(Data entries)
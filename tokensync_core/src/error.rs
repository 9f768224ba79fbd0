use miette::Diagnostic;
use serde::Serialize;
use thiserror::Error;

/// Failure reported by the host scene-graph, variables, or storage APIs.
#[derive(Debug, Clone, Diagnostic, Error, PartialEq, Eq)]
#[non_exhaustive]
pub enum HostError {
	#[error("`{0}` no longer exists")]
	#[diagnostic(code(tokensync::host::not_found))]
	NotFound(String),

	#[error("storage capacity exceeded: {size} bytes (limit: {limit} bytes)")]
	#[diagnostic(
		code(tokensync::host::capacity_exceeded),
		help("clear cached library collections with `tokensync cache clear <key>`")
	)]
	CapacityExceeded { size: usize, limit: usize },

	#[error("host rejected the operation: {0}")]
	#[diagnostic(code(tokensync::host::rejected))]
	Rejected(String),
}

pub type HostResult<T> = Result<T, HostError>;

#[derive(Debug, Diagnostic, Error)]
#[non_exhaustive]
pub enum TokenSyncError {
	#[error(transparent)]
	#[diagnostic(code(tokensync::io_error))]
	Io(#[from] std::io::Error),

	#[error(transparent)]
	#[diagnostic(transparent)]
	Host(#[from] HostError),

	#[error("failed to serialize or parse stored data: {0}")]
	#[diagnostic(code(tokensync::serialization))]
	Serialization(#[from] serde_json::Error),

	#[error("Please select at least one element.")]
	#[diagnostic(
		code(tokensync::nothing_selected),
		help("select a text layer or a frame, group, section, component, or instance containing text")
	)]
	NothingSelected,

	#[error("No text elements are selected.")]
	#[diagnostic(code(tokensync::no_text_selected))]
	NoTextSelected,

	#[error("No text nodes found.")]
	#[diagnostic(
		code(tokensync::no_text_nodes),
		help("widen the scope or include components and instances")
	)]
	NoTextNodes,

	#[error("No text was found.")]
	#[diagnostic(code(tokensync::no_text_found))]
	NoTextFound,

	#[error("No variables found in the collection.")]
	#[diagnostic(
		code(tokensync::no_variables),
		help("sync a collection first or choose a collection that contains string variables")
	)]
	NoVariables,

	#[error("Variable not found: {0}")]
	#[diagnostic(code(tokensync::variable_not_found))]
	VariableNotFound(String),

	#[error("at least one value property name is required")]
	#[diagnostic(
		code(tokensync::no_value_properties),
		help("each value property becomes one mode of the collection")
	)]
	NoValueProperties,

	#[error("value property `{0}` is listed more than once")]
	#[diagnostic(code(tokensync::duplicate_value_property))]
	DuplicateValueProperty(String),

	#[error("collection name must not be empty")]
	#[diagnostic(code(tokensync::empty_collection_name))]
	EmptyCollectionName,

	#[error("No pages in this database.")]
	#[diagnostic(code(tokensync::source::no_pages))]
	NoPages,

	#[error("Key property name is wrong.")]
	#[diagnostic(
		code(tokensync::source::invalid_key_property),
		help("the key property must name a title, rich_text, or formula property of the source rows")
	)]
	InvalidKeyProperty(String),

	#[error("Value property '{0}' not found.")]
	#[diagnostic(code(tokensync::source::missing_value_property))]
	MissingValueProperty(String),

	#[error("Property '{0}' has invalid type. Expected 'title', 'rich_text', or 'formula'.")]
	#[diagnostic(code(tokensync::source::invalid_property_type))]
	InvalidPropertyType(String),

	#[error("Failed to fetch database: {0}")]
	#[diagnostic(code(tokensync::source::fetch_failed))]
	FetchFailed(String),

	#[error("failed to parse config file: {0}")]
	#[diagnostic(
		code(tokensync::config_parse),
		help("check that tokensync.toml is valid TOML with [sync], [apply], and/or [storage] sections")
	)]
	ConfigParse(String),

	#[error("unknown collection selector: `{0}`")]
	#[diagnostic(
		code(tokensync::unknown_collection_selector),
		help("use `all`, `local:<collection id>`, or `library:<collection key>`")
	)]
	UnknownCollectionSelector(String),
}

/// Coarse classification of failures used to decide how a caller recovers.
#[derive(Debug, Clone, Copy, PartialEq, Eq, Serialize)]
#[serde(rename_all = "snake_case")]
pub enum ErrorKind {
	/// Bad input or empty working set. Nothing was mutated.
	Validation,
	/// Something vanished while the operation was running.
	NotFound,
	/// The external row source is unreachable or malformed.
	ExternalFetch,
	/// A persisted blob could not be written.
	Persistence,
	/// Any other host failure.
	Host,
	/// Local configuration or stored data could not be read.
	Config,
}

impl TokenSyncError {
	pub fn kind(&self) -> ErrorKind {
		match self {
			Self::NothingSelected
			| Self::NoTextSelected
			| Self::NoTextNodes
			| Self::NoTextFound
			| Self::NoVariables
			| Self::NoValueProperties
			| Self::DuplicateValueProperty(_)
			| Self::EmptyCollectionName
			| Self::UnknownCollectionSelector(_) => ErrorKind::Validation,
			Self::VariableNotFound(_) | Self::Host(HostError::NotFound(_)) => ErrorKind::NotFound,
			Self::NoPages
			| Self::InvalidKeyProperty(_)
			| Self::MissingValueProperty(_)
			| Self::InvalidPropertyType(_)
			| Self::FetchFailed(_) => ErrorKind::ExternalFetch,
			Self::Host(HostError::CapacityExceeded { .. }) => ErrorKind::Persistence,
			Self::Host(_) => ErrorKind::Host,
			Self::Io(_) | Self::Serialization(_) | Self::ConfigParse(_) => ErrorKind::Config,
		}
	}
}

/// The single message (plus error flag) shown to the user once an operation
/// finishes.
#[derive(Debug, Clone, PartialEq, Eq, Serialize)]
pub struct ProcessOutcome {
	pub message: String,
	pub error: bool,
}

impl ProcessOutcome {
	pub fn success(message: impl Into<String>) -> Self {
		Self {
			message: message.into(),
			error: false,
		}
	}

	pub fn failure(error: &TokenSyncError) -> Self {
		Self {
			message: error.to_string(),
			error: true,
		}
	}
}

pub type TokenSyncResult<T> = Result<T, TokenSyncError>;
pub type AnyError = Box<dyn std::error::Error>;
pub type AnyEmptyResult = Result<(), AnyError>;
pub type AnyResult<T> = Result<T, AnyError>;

==

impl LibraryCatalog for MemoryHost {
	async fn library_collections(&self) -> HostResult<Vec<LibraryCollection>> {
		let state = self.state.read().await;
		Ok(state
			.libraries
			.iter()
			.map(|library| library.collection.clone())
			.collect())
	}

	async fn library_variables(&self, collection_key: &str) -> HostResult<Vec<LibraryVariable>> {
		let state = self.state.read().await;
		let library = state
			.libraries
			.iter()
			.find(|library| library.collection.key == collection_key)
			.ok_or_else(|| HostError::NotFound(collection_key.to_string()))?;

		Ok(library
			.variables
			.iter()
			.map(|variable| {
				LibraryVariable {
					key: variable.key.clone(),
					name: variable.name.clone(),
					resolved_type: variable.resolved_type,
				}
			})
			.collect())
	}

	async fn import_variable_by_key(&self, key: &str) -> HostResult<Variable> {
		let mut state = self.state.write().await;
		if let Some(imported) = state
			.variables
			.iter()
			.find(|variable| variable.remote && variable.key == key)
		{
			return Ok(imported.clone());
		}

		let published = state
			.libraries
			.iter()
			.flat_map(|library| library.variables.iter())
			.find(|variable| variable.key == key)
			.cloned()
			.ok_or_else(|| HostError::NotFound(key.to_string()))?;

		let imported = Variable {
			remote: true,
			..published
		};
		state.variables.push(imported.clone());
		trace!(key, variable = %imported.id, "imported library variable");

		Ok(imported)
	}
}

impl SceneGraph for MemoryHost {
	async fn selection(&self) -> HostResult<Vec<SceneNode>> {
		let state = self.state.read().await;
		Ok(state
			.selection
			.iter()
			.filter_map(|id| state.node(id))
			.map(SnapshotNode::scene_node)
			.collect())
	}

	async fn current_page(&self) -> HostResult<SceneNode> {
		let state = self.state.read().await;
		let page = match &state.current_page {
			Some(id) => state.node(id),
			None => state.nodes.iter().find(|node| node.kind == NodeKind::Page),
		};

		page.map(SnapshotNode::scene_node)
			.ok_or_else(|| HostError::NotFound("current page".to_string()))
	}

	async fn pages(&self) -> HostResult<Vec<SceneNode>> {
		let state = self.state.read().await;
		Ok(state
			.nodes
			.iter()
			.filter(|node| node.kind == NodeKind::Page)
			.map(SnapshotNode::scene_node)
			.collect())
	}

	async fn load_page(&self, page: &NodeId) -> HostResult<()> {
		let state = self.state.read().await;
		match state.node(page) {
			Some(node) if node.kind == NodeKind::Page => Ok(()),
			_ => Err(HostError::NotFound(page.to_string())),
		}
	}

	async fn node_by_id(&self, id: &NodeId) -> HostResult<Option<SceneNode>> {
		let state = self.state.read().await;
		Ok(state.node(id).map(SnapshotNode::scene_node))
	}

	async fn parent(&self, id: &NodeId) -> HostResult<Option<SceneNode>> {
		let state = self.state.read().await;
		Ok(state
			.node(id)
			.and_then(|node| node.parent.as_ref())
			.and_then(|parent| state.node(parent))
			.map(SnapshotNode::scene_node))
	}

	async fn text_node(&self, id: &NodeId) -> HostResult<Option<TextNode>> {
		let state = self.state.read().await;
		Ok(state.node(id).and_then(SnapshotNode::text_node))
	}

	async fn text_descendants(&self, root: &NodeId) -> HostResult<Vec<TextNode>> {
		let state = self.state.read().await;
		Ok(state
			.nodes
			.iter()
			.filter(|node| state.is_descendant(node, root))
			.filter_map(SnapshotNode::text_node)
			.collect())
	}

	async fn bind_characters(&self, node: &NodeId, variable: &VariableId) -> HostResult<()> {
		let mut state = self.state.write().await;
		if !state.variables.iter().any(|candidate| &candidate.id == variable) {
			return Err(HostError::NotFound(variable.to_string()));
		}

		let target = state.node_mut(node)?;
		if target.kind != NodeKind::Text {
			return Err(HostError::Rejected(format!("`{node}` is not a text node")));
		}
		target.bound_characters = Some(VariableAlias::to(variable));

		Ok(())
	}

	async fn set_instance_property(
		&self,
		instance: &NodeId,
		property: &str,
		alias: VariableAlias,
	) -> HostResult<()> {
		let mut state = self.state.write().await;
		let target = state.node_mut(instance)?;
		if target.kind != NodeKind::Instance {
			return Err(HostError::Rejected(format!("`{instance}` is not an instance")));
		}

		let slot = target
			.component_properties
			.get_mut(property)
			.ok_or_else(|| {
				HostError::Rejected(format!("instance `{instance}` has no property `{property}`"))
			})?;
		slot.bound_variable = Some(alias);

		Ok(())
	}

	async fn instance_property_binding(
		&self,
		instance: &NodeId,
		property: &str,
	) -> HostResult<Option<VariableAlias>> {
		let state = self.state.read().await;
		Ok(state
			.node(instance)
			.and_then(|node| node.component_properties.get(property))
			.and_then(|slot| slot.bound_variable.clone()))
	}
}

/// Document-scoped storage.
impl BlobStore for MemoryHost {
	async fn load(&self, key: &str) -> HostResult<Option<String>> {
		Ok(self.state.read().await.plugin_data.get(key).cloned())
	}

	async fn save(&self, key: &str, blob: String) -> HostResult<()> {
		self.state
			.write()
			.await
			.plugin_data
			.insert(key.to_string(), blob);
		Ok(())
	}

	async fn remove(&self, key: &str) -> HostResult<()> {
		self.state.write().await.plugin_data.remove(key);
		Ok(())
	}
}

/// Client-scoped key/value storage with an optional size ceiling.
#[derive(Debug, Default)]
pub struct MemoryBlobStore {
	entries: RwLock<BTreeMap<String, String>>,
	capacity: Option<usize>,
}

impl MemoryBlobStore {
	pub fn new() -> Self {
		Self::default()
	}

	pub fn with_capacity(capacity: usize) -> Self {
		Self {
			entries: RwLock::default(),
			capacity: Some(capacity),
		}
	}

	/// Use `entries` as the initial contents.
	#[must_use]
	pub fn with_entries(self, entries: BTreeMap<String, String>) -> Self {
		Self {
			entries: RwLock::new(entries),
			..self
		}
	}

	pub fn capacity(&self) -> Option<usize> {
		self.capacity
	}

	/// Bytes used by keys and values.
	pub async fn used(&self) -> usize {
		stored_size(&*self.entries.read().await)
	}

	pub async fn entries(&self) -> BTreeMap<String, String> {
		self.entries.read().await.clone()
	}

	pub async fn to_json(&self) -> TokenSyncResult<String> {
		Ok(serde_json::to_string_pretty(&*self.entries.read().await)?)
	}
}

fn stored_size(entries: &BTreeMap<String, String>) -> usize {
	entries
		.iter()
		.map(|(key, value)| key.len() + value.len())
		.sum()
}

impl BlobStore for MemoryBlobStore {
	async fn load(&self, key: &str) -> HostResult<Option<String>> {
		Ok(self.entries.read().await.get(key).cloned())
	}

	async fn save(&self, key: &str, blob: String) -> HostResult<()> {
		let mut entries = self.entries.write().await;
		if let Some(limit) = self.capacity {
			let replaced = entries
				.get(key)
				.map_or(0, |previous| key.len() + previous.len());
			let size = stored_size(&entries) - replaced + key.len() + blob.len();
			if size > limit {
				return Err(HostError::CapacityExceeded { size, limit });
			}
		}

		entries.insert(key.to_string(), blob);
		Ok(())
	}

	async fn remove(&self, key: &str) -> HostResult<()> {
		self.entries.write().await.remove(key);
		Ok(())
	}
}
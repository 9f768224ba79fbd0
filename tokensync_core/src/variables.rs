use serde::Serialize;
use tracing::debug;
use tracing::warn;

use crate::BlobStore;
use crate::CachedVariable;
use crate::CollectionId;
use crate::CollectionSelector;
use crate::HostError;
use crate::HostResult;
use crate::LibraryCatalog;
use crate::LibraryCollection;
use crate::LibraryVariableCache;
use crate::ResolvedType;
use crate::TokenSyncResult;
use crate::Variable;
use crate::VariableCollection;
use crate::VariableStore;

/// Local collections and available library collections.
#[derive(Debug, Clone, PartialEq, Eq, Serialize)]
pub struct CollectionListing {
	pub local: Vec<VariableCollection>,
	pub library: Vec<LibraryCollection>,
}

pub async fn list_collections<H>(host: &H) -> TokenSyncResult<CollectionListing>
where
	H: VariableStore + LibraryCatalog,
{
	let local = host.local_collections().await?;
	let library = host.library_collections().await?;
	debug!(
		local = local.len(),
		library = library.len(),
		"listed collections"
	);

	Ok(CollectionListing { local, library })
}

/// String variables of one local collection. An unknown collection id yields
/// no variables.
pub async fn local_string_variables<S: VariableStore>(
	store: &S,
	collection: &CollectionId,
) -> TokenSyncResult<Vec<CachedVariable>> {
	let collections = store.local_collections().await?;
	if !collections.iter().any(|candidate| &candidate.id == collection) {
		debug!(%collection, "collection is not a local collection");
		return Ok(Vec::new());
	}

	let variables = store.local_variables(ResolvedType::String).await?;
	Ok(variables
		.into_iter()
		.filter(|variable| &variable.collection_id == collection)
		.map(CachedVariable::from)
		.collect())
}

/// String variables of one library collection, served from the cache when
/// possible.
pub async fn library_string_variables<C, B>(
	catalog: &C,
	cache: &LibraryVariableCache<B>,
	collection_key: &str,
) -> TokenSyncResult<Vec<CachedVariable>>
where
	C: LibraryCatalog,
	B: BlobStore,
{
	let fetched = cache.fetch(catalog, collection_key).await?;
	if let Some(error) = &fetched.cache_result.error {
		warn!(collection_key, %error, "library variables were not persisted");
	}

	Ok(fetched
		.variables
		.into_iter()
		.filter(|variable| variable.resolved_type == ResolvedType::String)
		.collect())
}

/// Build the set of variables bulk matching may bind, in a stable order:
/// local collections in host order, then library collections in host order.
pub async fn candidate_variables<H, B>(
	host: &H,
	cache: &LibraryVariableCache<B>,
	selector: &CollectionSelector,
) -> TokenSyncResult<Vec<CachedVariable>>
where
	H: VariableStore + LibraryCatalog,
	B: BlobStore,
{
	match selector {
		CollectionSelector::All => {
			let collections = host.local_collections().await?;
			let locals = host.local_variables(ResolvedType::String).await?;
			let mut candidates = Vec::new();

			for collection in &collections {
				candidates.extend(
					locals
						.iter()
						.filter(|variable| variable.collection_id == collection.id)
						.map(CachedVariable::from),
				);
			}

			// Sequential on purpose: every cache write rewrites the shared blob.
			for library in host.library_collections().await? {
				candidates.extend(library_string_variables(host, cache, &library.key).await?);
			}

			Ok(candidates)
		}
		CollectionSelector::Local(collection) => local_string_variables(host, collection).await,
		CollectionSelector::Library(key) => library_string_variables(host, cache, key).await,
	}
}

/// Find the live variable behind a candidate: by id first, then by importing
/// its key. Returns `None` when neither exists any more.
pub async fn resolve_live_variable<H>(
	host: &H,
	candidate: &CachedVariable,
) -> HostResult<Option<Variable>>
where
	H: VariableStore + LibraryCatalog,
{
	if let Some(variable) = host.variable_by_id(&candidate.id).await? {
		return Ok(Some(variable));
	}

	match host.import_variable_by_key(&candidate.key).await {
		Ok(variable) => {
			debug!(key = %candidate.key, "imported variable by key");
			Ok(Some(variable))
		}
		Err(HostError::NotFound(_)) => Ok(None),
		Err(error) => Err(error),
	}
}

- Exercise description: The word "MemoryBlobStore" occurs on some lines of the entries. Work out how many such lines there are and reply with the number alone.

- Solution to this exercise: 3